Thanks for the advice!
 
  • #5


As a scientist, it is always encouraged to share your work and ideas with your peers and mentors. In this situation, it would not be weird to show your program to your professor. In fact, it could be a valuable learning experience for both you and your professor. Your professor may be interested in seeing your approach to simulating the 8085 assembler and may even have some suggestions or feedback for improvement. Additionally, showing your work to your professor could also showcase your skills and passion for the subject, potentially leading to future opportunities such as research or projects. It is always important to take advantage of opportunities to share and receive feedback on your work, and in this case, showing your program to your professor would be a great way to do so.
 

1. Is it appropriate to show my professor a program I wrote?

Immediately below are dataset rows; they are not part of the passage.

//! Unified error handling for Tariffa
//!
//! Every failure the rating engine, the stores and the billing-cycle manager
//! can produce is expressed as an [`AppError`]. Variants are grouped into a
//! small taxonomy ([`ErrorKind`]) so callers can decide whether to retry,
//! reject the event, or escalate.

use std::fmt;
use thiserror::Error;

/// Main application error type
///
/// All errors in the application should be converted to this type.
#[derive(Error, Debug)]
pub enum AppError {
    // ==================== Validation Errors ====================
    #[error("Validation error: {0}")]
    Validation(String),

    #[error("Invalid input: {0}")]
    InvalidInput(String),

    #[error("Missing required field: {0}")]
    MissingField(String),

    #[error("Invalid period key: {0}")]
    InvalidPeriodKey(String),

    // ==================== Concurrency Errors ====================
    #[error("Pricing of event {stamp} gave up after {attempts} conflicting attempts")]
    PricingRetriesExhausted { stamp: String, attempts: u32 },

    // ==================== Resource Errors ====================
    #[error("Rate not found: {0}")]
    RateNotFound(String),

    #[error("Plan not found: {0}")]
    PlanNotFound(String),

    #[error("Balance not found: {0}")]
    BalanceNotFound(String),

    // ==================== State Errors ====================
    #[error("Billing cycle {key}: {reason}")]
    CycleStateViolation { key: String, reason: String },

    // ==================== Infrastructure Errors ====================
    #[error("Database error: {0}")]
    Database(String),

    #[error("Cache error: {0}")]
    Cache(String),

    #[error("Cache connection failed: {0}")]
    CacheConnection(String),

    #[error("Serialization error: {0}")]
    Serialization(String),

    #[error("Configuration error: {0}")]
    Config(String),

    #[error("Internal error: {0}")]
    Internal(String),
}

/// Coarse classification of [`AppError`] variants
#[derive(Debug, Clone, Copy, PartialEq, Eq, Hash)]
pub enum ErrorKind {
    Validation,
    ConcurrencyConflict,
    ResourceUnavailable,
    StateViolation,
    Infrastructure,
}

impl fmt::Display for ErrorKind {
    fn fmt(&self, f: &mut fmt::Formatter<'_>) -> fmt::Result {
        let s = match self {
            ErrorKind::Validation => "validation",
            ErrorKind::ConcurrencyConflict => "concurrency_conflict",
            ErrorKind::ResourceUnavailable => "resource_unavailable",
            ErrorKind::StateViolation => "state_violation",
            ErrorKind::Infrastructure => "infrastructure",
        };
        write!(f, "{}", s)
    }
}

impl AppError {
    /// Shorthand for a billing-cycle state violation
    pub fn cycle_state(key: impl fmt::Display, reason: impl Into<String>) -> Self {
        AppError::CycleStateViolation {
            key: key.to_string(),
            reason: reason.into(),
        }
    }

    /// Returns the taxonomy bucket for this error
    pub fn kind(&self) -> ErrorKind {
        match self {
            AppError::Validation(_)
            | AppError::InvalidInput(_)
            | AppError::MissingField(_)
            | AppError::InvalidPeriodKey(_) => ErrorKind::Validation,

            AppError::PricingRetriesExhausted { .. } => ErrorKind::ConcurrencyConflict,

            AppError::RateNotFound(_) | AppError::PlanNotFound(_) | AppError::BalanceNotFound(_) => {
                ErrorKind::ResourceUnavailable
            }

            AppError::CycleStateViolation { .. } => ErrorKind::StateViolation,

            AppError::Database(_)
            | AppError::Cache(_)
            | AppError::CacheConnection(_)
            | AppError::Serialization(_)
            | AppError::Config(_)
            | AppError::Internal(_) => ErrorKind::Infrastructure,
        }
    }

    /// Whether resubmitting the same event later may succeed.
    ///
    /// Exhausted pricing retries and transient infrastructure failures are
    /// retryable; validation, missing resources and state violations are not.
    pub fn is_retryable(&self) -> bool {
        matches!(
            self,
            AppError::PricingRetriesExhausted { .. }
                | AppError::Database(_)
                | AppError::CacheConnection(_)
        )
    }

    /// Returns the error code used in logs and worker output
    pub fn error_code(&self) -> &'static str {
        match self {
            AppError::Validation(_) => "validation_error",
            AppError::InvalidInput(_) => "invalid_input",
            AppError::MissingField(_) => "missing_field",
            AppError::InvalidPeriodKey(_) => "invalid_period_key",
            AppError::PricingRetriesExhausted { .. } => "pricing_retries_exhausted",
            AppError::RateNotFound(_) => "rate_not_found",
            AppError::PlanNotFound(_) => "plan_not_found",
            AppError::BalanceNotFound(_) => "balance_not_found",
            AppError::CycleStateViolation { .. } => "cycle_state_violation",
            AppError::Database(_) => "database_error",
            AppError::Cache(_) => "cache_error",
            AppError::CacheConnection(_) => "cache_connection_error",
            AppError::Serialization(_) => "serialization_error",
            AppError::Config(_) => "config_error",
            AppError::Internal(_) => "internal_error",
        }
    }
}

// ==================== From implementations ====================

impl From<serde_json::Error> for AppError {
    fn from(err: serde_json::Error) -> Self {
        AppError::Serialization(err.to_string())
    }
}

impl From<std::io::Error> for AppError {
    fn from(err: std::io::Error) -> Self {
        AppError::Internal(err.to_string())
    }
}

impl From<config::ConfigError> for AppError {
    fn from(err: config::ConfigError) -> Self {
        AppError::Config(err.to_string())
    }
}

impl From<validator::ValidationErrors> for AppError {
    fn from(err: validator::ValidationErrors) -> Self {
        AppError::Validation(err.to_string())
    }
}
//! Domain models for Tariffa
//!
//! This module contains all the core domain models used throughout the application.

pub mod balance;
pub mod cycle;
pub mod ledger;
pub mod plan;
pub mod rate;
pub mod usage;

pub use balance::{
    Allowance, Balance, BalanceKey, BalanceSnapshot, BalanceType, BalanceUpdate, GroupCharge,
    Totals, SHARED_SID,
};
pub use cycle::{CycleInfo, CycleJob, CycleOperation, CycleRecord, CycleStatus, PeriodKey};
pub use ledger::{GrantedReturnCode, LedgerEntry, PricingResult};
pub use plan::{ChargingType, EntityGroup, GroupCeiling, Plan, Service};
pub use rate::{Rate, RateEntry, Tariff, TariffTier, BASE_TARIFF};
pub use usage::{
    PricedLine, RecordType, UsageEvent, UsageType, MAX_EVENT_QUANTITY, REBALANCE_PREFIX,
};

Yes, it is absolutely appropriate to show your professor a program you wrote. In fact, many professors encourage students to share their work and seek feedback.

2. Will my professor think it's weird if I show them my program?

No, your professor will not think it's weird. They are there to help you learn and improve, and seeing your work can give them a better understanding of your progress and abilities.

3. Should I only show my professor a program that I think is perfect?

No, you should not wait until your program is perfect to show your professor. It is important to seek feedback and make improvements throughout the development process.

4. Is it better to show my program in person or through email?

This depends on your professor's preferences and availability. If possible, it is always better to show your program in person so you can explain your thought process and receive immediate feedback.

5. What if my professor doesn't understand my program?

If your professor doesn't understand your program, it could be an opportunity for you to clarify and explain your code. This can also help you identify areas that may need improvement. Remember, it's okay if your professor doesn't fully understand your program - the important thing is that you are learning and seeking feedback.